For his part, Marzolf found that connecting with his childhood friend, whose own daughter had Down syndrome, was a huge source of support to him in the early days after Will's diagnosis.
"We went and visited my friend's family," Marzolf recalls. "He told us it would be one of the hardest things to go through but also extremely rewarding. We saw his then 6-year-old daughter full of life and personality, and it changed our perception of how living with a child with Down syndrome would be."
Now Marzolf and his wife do the same for other couples experiencing similar circumstances.
"We've welcomed a few couples into our home who were expecting a child with Down syndrome," Marzolf says. "They see Will and what a cool little guy he is. He's full of life and love. We let them know they can get through this."
Marzolf notes that, if anything, he and his wife were brought closer together by the experience of Will's diagnosis, and he never felt the need to seek professional help. "We were on the same page quickly," he says. "We figured this is what we had to do, so let's do it."
Therapy in blogging
Joel Kurth of St.
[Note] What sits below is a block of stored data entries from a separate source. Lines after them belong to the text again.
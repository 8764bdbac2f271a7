use super::model::ModelDims;
use super::source::{Observations, SourceError, load_observations_csv, synthetic_observations};
use serde::{Deserialize, Serialize};
use std::fs;
use std::io::{BufWriter, Write};
use std::path::{Path, PathBuf};
use thiserror::Error;

#[derive(Error, Debug)]
pub enum ConfigError {
    #[error("Failed to read or write run configuration: {0}")]
    IoError(#[from] std::io::Error),
    #[error("Failed to parse TOML run configuration: {0}")]
    TomlParseError(#[from] toml::de::Error),
    #[error("Failed to serialize run configuration to TOML: {0}")]
    TomlSerializeError(#[from] toml::ser::Error),
    #[error("Invalid run configuration: {0}")]
    Invalid(String),
}

/// Shape of the model being fitted.
#[derive(Clone, Debug, PartialEq, Serialize, Deserialize)]
pub struct ModelSection {
    pub features: usize,
    pub components: usize,
    pub block_width: usize,
}

#[derive(Clone, Debug, PartialEq, Serialize, Deserialize)]
pub struct RunSection {
    pub workers: usize,
    pub output_dir: PathBuf,
    /// Bootstrap from the first `components` observations before streaming.
    #[serde(default)]
    pub initialize: bool,
}

/// Where the observations come from.
#[derive(Clone, Debug, PartialEq, Serialize, Deserialize)]
#[serde(tag = "kind", rename_all = "lowercase")]
pub enum DataSection {
    Synthetic {
        observations: usize,
        latent_rank: usize,
        #[serde(default)]
        noise: f64,
        #[serde(default)]
        seed: u64,
    },
    Csv {
        path: PathBuf,
    },
}

/// A complete streaming run, as read from a TOML file.
#[derive(Clone, Debug, PartialEq, Serialize, Deserialize)]
pub struct RunConfig {
    pub model: ModelSection,
    pub run: RunSection,
    pub data: DataSection,
}

impl RunConfig {
    /// Loads and validates a run configuration from a TOML file.
    pub fn load(path: &Path) -> Result<Self, ConfigError> {
        let toml_string = fs::read_to_string(path)?;
        let config: RunConfig = toml::from_str(&toml_string)?;
        config.validate()?;
        Ok(config)
    }

    pub fn save(&self, path: &Path) -> Result<(), ConfigError> {
        let toml_string = toml::to_string_pretty(self)?;
        let mut file = BufWriter::new(fs::File::create(path)?);
        file.write_all(toml_string.as_bytes())?;
        file.flush()?;
        Ok(())
    }

    pub fn validate(&self) -> Result<(), ConfigError> {
        self.dims()?;
        if self.run.workers == 0 {
            return Err(ConfigError::Invalid(
                "run.workers must be at least one".to_string(),
            ));
        }
        if let DataSection::Synthetic {
            observations,
            latent_rank,
            noise,
            ..
        } = &self.data
        {
            if *observations == 0 {
                return Err(ConfigError::Invalid(
                    "data.observations must be at least one".to_string(),
                ));
            }
            if *latent_rank == 0 {
                return Err(ConfigError::Invalid(
                    "data.latent_rank must be at least one".to_string(),
                ));
            }
            if !(noise.is_finite() && *noise >= 0.0) {
                return Err(ConfigError::Invalid(format!(
                    "data.noise must be finite and non-negative, got {noise}"
                )));
            }
        }
        Ok(())
    }

    pub fn dims(&self) -> Result<ModelDims, ConfigError> {
        ModelDims::new(
            self.model.features,
            self.model.components,
            self.model.block_width,
        )
        .map_err(|err| ConfigError::Invalid(err.to_string()))
    }

    /// Materializes the configured observations. Relative CSV paths are taken
    /// as relative to the working directory.
    pub fn load_observations(&self) -> Result<Observations, SourceError> {
        match &self.data {
            DataSection::Synthetic {
                observations,
                latent_rank,
                noise,
                seed,
            } => synthetic_observations(
                self.model.features,
                *observations,
                *latent_rank,
                *noise,
                *seed,
            ),
            DataSection::Csv { path } => load_observations_csv(path),
        }
    }
}
//! Public output types for youtools command responses.
//!
//! These are serialized into the `data` field of the CLI's JSON envelope and
//! returned as-is to library consumers.

use serde::Serialize;
use std::path::PathBuf;

// ============================================================================
// Per-utility results
// ============================================================================

/// Terminal state of one requested utility.
#[derive(Debug, Clone, PartialEq, Eq, Serialize)]
#[serde(tag = "status", rename_all = "snake_case")]
pub enum MaterializationStatus {
    Written,
    SkippedExisting,
    Overwritten,
    Failed { reason: String },
}

impl MaterializationStatus {
    pub fn is_failed(&self) -> bool {
        matches!(self, MaterializationStatus::Failed { .. })
    }
}

/// What happened to the utility's export line in the index file.
#[derive(Debug, Clone, Copy, PartialEq, Eq, Serialize)]
#[serde(rename_all = "lowercase")]
pub enum IndexStatus {
    Appended,
    Present,
}

#[derive(Debug, Clone, Serialize)]
#[serde(rename_all = "camelCase")]
pub struct MaterializationResult {
    pub name: String,
    pub output_path: PathBuf,
    #[serde(flatten)]
    pub status: MaterializationStatus,
    #[serde(skip_serializing_if = "Option::is_none")]
    pub index: Option<IndexStatus>,
    #[serde(skip_serializing_if = "Vec::is_empty")]
    pub warnings: Vec<String>,
}

impl MaterializationResult {
    pub fn failed(name: &str, output_path: PathBuf, reason: impl Into<String>) -> Self {
        Self {
            name: name.to_string(),
            output_path,
            status: MaterializationStatus::Failed {
                reason: reason.into(),
            },
            index: None,
            warnings: Vec::new(),
        }
    }
}

// ============================================================================
// Run summary
// ============================================================================

/// Counts over one add run.
#[derive(Debug, Clone, Default, PartialEq, Eq, Serialize)]
#[serde(rename_all = "camelCase")]
pub struct RunSummary {
    pub total: usize,
    pub succeeded: usize,
    pub skipped: usize,
    pub failed: usize,
}

impl RunSummary {
    pub fn from_results(results: &[MaterializationResult]) -> Self {
        let mut summary = Self {
            total: results.len(),
            ..Self::default()
        };

        for result in results {
            match result.status {
                MaterializationStatus::Written | MaterializationStatus::Overwritten => {
                    summary.succeeded += 1
                }
                MaterializationStatus::SkippedExisting => summary.skipped += 1,
                MaterializationStatus::Failed { .. } => summary.failed += 1,
            }
        }

        summary
    }

    pub fn is_success(&self) -> bool {
        self.failed == 0
    }
}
Clair Shores had never heard of Cornelia de Lange Syndrome (CdLS), a genetic disorder that causes a range of physical, cognitive and medical challenges, until it was mentioned as a possibility the day after his son Will's birth in October 2004. The diagnosis was not confirmed until almost two months later, when Will was still in the hospital battling one health crisis after another.
"The diagnosis was really secondary at that point to his immediate needs," Kurth says. "He was on a ventilator experiencing constant difficulty breathing. We knew if he survived, he would face significant challenges and would likely be cognitively impaired. It was devastating."
To help cope, Joel chronicled Will's journey via a blog he and his wife, Maureen, created to keep family and friends updated.